(REQUIREMENT): Go through the data below and gather each line containing "compose".

(DATA FOR THIS EXERCISE):
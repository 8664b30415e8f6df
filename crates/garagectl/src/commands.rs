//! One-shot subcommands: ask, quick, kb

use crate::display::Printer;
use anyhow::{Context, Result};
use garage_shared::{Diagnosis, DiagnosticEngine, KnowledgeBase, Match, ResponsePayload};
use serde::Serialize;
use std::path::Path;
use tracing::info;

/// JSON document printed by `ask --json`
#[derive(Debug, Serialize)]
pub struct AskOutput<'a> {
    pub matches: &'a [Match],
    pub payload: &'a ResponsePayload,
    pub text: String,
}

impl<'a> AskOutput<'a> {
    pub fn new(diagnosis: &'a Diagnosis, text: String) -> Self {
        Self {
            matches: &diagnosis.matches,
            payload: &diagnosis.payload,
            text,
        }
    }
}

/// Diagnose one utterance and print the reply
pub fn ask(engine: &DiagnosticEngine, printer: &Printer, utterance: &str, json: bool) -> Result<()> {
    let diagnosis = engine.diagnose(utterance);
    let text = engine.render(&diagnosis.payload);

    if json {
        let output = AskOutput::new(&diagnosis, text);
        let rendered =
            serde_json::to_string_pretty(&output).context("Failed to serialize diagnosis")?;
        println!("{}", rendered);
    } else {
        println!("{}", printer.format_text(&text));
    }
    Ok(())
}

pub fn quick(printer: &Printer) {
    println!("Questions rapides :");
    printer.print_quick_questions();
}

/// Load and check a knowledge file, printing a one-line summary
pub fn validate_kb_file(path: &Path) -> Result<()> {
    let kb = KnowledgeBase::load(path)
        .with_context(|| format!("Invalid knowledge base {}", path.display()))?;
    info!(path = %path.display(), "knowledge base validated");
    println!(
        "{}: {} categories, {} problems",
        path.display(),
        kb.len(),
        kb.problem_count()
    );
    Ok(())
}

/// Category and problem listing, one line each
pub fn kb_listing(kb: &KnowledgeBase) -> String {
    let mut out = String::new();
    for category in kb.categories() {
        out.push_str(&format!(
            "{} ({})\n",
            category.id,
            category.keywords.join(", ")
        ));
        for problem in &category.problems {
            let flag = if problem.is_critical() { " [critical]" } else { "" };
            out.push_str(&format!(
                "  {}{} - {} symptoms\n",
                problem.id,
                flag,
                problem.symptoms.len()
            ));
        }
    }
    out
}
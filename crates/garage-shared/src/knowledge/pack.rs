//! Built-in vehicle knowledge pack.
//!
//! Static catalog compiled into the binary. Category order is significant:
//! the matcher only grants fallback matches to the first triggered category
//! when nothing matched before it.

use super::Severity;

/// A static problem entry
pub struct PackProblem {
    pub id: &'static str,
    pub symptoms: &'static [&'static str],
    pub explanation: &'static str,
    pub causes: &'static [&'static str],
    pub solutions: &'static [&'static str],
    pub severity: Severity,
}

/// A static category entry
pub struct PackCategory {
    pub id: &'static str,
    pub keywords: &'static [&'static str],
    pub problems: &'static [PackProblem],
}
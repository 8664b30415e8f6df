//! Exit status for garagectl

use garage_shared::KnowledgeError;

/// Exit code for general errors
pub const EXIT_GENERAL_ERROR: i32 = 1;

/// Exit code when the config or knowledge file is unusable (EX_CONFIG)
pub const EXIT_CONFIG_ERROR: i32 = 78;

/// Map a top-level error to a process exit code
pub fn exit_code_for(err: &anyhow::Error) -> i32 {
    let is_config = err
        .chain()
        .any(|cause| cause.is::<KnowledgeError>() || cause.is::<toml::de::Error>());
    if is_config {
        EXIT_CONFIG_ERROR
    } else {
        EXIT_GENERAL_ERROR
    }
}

==

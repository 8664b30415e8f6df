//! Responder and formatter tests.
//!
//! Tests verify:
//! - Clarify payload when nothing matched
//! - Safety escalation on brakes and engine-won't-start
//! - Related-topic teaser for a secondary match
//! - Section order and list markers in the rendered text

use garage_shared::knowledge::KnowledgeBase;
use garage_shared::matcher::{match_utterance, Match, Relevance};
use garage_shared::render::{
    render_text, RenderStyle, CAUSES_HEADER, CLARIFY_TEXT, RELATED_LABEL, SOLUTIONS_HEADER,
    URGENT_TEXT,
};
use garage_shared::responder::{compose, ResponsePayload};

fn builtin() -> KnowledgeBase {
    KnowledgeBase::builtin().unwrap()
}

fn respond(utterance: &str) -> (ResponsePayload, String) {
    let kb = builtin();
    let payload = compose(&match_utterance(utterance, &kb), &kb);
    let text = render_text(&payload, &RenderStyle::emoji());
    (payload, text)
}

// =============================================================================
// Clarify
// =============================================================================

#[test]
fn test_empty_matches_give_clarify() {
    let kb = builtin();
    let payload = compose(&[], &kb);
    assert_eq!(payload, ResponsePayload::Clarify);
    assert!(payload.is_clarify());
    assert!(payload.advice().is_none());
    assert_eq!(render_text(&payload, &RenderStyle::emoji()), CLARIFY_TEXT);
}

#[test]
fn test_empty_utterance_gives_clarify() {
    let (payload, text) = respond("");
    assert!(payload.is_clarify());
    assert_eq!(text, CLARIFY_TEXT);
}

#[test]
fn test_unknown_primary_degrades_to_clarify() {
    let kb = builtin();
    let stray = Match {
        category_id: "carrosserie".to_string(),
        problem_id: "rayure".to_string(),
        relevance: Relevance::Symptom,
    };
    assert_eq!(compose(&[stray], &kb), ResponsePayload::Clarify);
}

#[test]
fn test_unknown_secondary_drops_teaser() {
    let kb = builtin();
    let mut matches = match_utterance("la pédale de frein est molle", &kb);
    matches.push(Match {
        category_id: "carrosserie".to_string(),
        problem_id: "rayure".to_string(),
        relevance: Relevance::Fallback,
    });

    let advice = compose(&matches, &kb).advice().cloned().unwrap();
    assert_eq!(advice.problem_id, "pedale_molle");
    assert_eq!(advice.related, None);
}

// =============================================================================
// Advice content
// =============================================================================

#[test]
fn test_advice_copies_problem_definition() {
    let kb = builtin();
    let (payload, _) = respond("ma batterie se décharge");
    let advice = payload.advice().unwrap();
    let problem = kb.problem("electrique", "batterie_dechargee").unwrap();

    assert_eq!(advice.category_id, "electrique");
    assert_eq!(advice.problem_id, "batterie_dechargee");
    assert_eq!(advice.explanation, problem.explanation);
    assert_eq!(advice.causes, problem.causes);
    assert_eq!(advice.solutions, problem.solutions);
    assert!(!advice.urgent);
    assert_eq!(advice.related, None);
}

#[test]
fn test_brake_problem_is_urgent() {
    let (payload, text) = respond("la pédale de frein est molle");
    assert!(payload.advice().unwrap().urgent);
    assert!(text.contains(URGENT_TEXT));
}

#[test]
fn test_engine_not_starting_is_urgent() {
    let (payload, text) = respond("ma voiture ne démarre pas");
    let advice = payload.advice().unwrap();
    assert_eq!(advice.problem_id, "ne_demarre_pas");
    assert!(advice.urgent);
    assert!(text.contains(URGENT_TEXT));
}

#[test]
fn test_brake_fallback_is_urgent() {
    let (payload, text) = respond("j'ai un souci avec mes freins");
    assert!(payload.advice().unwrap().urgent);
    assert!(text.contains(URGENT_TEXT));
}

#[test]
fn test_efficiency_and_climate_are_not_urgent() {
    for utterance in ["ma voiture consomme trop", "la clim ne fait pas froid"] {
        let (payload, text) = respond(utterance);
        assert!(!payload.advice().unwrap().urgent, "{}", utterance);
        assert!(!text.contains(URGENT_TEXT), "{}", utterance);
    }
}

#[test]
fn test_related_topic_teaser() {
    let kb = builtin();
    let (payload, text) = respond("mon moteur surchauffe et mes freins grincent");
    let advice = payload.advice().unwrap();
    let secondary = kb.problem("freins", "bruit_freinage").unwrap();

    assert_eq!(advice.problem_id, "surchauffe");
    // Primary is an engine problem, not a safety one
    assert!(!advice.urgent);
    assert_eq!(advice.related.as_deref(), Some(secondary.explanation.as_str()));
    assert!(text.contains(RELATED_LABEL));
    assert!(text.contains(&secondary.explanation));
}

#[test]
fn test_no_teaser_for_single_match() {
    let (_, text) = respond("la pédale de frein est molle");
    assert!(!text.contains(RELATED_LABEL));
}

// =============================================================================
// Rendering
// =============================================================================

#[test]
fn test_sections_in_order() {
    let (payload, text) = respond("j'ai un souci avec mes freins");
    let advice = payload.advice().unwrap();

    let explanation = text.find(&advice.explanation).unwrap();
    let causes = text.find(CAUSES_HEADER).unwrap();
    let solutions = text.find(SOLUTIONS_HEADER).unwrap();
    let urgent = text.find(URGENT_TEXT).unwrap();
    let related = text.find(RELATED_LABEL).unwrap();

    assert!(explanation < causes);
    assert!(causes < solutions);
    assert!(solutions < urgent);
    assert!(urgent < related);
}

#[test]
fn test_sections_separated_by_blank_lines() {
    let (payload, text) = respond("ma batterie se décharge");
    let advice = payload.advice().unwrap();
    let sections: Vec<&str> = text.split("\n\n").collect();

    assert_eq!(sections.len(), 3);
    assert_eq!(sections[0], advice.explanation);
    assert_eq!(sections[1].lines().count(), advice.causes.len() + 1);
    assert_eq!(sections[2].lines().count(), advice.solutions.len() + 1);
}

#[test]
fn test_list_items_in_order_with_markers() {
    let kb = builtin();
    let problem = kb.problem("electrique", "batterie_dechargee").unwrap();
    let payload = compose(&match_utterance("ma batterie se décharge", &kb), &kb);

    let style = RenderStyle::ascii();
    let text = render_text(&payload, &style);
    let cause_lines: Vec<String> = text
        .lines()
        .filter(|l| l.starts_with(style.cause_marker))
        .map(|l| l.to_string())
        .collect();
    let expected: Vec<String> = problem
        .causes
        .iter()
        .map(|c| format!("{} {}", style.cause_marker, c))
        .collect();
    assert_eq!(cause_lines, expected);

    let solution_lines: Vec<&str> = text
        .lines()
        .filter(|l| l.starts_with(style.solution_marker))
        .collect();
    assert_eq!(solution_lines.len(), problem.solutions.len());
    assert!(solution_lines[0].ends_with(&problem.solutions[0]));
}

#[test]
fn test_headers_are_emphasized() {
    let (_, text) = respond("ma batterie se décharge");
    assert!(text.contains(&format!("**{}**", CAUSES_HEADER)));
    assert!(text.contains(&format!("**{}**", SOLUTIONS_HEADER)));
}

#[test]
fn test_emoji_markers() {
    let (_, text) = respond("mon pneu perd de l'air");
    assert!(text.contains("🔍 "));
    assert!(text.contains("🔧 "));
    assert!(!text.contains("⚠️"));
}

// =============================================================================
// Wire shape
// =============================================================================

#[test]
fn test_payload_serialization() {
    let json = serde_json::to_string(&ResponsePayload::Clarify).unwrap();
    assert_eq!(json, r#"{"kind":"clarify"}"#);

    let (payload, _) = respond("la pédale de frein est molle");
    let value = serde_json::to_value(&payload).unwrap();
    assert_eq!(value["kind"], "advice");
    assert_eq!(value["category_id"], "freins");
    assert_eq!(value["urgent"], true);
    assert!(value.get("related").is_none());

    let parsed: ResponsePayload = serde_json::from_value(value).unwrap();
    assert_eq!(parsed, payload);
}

(RESULT OF THIS TASK):
use garage_shared::responder::{compose, ResponsePayload};
    let payload = compose(&match_utterance(utterance, &kb), &kb);
    let payload = compose(&[], &kb);
    assert_eq!(compose(&[stray], &kb), ResponsePayload::Clarify);
    let advice = compose(&matches, &kb).advice().cloned().unwrap();
    let payload = compose(&match_utterance("ma batterie se décharge", &kb), &kb);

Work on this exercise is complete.